In the near black of the closed bunk, she could barely make out the
edges of his face, but the confusion was plain in his voice.
"What in hell are you doing in my bed?" There was a pause, and then a
thoughtful, "Or maybe I should keep my gob shut and go with it...?" His
other arm came to curl against her lower back, pulling her down from
where her elbows had propped her above him.
"Ack!" Buffy scrambled to dismount. Bad touching! "No going! No
...gob!"
"No going?" he repeated. He was definitely laughing now. He wrapped a
foot around her knee. "If you say so..."
"You know what I meant! Let go!" Stupid jokey guitar player! Doesn't
he realize this isn't funny? And why are the sheets attacking me? "Stupid--" she struggled with the fabric that had somehow gotten
wrapped around her.
"Hey, now," Spike laughed. "You're the one that hopped in my bunk.
She felt one of his arms disengage and reach above him.
Oh, no.
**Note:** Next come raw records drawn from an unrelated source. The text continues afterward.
//! HTTP transport
//!
//! Streams a GET response into `<destination>.<job>.part`, renaming it into place
//! only after the body was fully written and synced. Partial files are
//! removed on failure or cancellation; transfers always start from zero.

use super::{JobRegistry, ProgressFn, TransferHandle, TransferRequest, Transport};
use crate::config::QueueConfig;
use crate::error::{NetworkErrorKind, QueueError, Result, StorageErrorKind};
use crate::protocol::JobId;
use async_trait::async_trait;
use futures::{FutureExt, StreamExt};
use reqwest::{Client, Response, StatusCode};
use std::ffi::OsString;
use std::path::{Path, PathBuf};
use std::sync::Arc;
use std::time::{Duration, Instant};
use tokio::fs::File;
use tokio::io::AsyncWriteExt;
use tokio_util::sync::CancellationToken;
use url::Url;

/// reqwest-backed [`Transport`]
pub struct HttpTransport {
    client: Client,
    user_agent: String,
    progress_interval: Duration,
    jobs: Arc<JobRegistry>,
}

impl HttpTransport {
    /// Create a transport from the queue configuration
    pub fn new(config: &QueueConfig) -> Result<Self> {
        let http = &config.http;
        let mut builder = Client::builder()
            .connect_timeout(Duration::from_secs(http.connect_timeout))
            .read_timeout(Duration::from_secs(http.read_timeout))
            .redirect(reqwest::redirect::Policy::limited(http.max_redirects))
            .danger_accept_invalid_certs(http.accept_invalid_certs);

        if let Some(ref proxy_url) = http.proxy_url {
            let proxy = reqwest::Proxy::all(proxy_url)
                .map_err(|e| QueueError::Internal(format!("Invalid proxy URL: {}", e)))?;
            builder = builder.proxy(proxy);
        }

        let client = builder
            .build()
            .map_err(|e| QueueError::Internal(format!("Failed to create HTTP client: {}", e)))?;

        Ok(Self {
            client,
            user_agent: http.user_agent.clone(),
            progress_interval: config.progress_interval(),
            jobs: Arc::new(JobRegistry::new()),
        })
    }

    /// Number of transfers still running
    pub fn active_jobs(&self) -> usize {
        self.jobs.len()
    }
}

#[async_trait]
impl Transport for HttpTransport {
    async fn transfer(&self, request: TransferRequest) -> Result<TransferHandle> {
        let url = Url::parse(&request.source)?;
        if !matches!(url.scheme(), "http" | "https") {
            return Err(QueueError::invalid_input(
                "source",
                format!("Unsupported scheme: {}", url.scheme()),
            ));
        }

        let (job_id, token) = self.jobs.register();
        let job = HttpJob {
            job_id,
            client: self.client.clone(),
            url,
            destination: request.destination,
            headers: request.headers,
            user_agent: self.user_agent.clone(),
            progress_interval: self.progress_interval,
            on_progress: request.on_progress,
            cancel_token: token,
        };

        let jobs = self.jobs.clone();
        let task = tokio::spawn(async move {
            let result = job.run().await;
            jobs.finish(job_id);
            result
        });

        let completion = async move {
            task.await
                .map_err(|e| QueueError::Internal(format!("Transfer task failed: {}", e)))?
        }
        .boxed();

        tracing::debug!(%job_id, "Transfer accepted");
        Ok(TransferHandle { job_id, completion })
    }

    async fn cancel(&self, job_id: JobId) {
        if self.jobs.cancel(job_id) {
            tracing::debug!(%job_id, "Transfer cancelled");
        }
    }
}

impl Drop for HttpTransport {
    fn drop(&mut self) {
        self.jobs.cancel_all();
    }
}

struct HttpJob {
    job_id: JobId,
    client: Client,
    url: Url,
    destination: PathBuf,
    headers: Vec<(String, String)>,
    user_agent: String,
    progress_interval: Duration,
    on_progress: ProgressFn,
    cancel_token: CancellationToken,
}

impl HttpJob {
    async fn run(self) -> Result<u16> {
        let mut request = self
            .client
            .get(self.url.clone())
            .header("User-Agent", self.user_agent.as_str());
        for (name, value) in &self.headers {
            request = request.header(name.as_str(), value.as_str());
        }

        let response = tokio::select! {
            response = request.send() => response?,
            _ = self.cancel_token.cancelled() => return Err(QueueError::Cancelled),
        };

        // Only a plain 200 counts as success; anything else leaves no file behind
        let status = response.status();
        if status != StatusCode::OK {
            tracing::debug!(url = %self.url, %status, "Transfer rejected by server");
            return Ok(status.as_u16());
        }

        if let Some(parent) = self.destination.parent() {
            if !parent.as_os_str().is_empty() && !parent.exists() {
                tokio::fs::create_dir_all(parent).await.map_err(|e| {
                    QueueError::storage(
                        StorageErrorKind::Io,
                        parent,
                        format!("Failed to create directory: {}", e),
                    )
                })?;
            }
        }

        let part_path = part_path(&self.destination, self.job_id);
        let file = File::create(&part_path).await.map_err(|e| {
            QueueError::storage(
                StorageErrorKind::Io,
                &part_path,
                format!("Failed to create file: {}", e),
            )
        })?;

        let total = response.content_length();
        match self.stream_to_file(response, file, total).await {
            Ok(()) => {
                tokio::fs::rename(&part_path, &self.destination)
                    .await
                    .map_err(|e| {
                        QueueError::storage(
                            StorageErrorKind::Io,
                            &self.destination,
                            format!("Failed to rename file: {}", e),
                        )
                    })?;
                Ok(status.as_u16())
            }
            Err(e) => {
                // No resume support, so the partial file is useless
                let _ = tokio::fs::remove_file(&part_path).await;
                Err(e)
            }
        }
    }

    /// Stream response body to file with throttled progress
    async fn stream_to_file(
        &self,
        response: Response,
        mut file: File,
        total: Option<u64>,
    ) -> Result<()> {
        let mut stream = response.bytes_stream();
        let mut written: u64 = 0;
        let mut last_update = Instant::now();

        while let Some(chunk_result) = tokio::select! {
            chunk = stream.next() => chunk,
            _ = self.cancel_token.cancelled() => {
                file.flush().await.ok();
                return Err(QueueError::Cancelled);
            }
        } {
            let chunk: bytes::Bytes = chunk_result.map_err(|e: reqwest::Error| {
                QueueError::network(NetworkErrorKind::ConnectionReset, format!("Stream error: {}", e))
            })?;

            file.write_all(&chunk).await.map_err(|e| {
                QueueError::storage(
                    StorageErrorKind::Io,
                    PathBuf::new(),
                    format!("Failed to write: {}", e),
                )
            })?;
            written += chunk.len() as u64;

            let now = Instant::now();
            if now.duration_since(last_update) >= self.progress_interval {
                (self.on_progress)(written, total);
                last_update = now;
            }
        }

        file.flush().await.map_err(|e| {
            QueueError::storage(
                StorageErrorKind::Io,
                PathBuf::new(),
                format!("Failed to flush: {}", e),
            )
        })?;
        file.sync_all().await.map_err(|e| {
            QueueError::storage(
                StorageErrorKind::Io,
                PathBuf::new(),
                format!("Failed to sync: {}", e),
            )
        })?;

        (self.on_progress)(written, total);

        if let Some(expected) = total {
            if written < expected {
                return Err(QueueError::network(
                    NetworkErrorKind::Other,
                    format!(
                        "Incomplete download: received {} bytes, expected {} bytes",
                        written, expected
                    ),
                ));
            }
        }

        Ok(())
    }
}

/// `<destination>.<job>.part`. A job never shares its partial file, so a
/// cancelled job's cleanup cannot remove the file of a newer job.
fn part_path(destination: &Path, job_id: JobId) -> PathBuf {
    let mut name = destination
        .file_name()
        .map(OsString::from)
        .unwrap_or_default();
    name.push(format!(".{}.part", job_id.get()));
    destination.with_file_name(name)
}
Don't turn on the light. Don't turn on the--
*click*
And suddenly it wasn't just an abstract shape she was tangled up in, and
Spike was staring up at her.
Her mouth was suddenly dry.
"Uh, hi."
"Hello, cutie," he whispered.
There was a long moment of nothing but extremely tense eye contact. Abruptly Buffy got her brain back.
"Right. As fun as it is to ...lie on top of you, like this, I'm gonna head on
to my own bed, now. Goodnight."
She struggled to the curtain, then looked back down. "Um, Spike? Is
there any chance you're going to let go?"
Spike looked in confusion at his own hands, as if he had no idea how
they'd gotten on her hips. "Oh, sorry." He let go and allowed her to
escape.
He heard her swing herself across the narrow aisle and into the
other top bunk, and heard the light click on. With a shaky hand,
he reached above his head and turned off his own light.
He stayed lying in the dark like that, motionless, for quite some time.
Across the aisle, Buffy was covering her face with both hands and
desperately trying to forget the last five minutes of her life.
All thoughts of stage fright had vanished.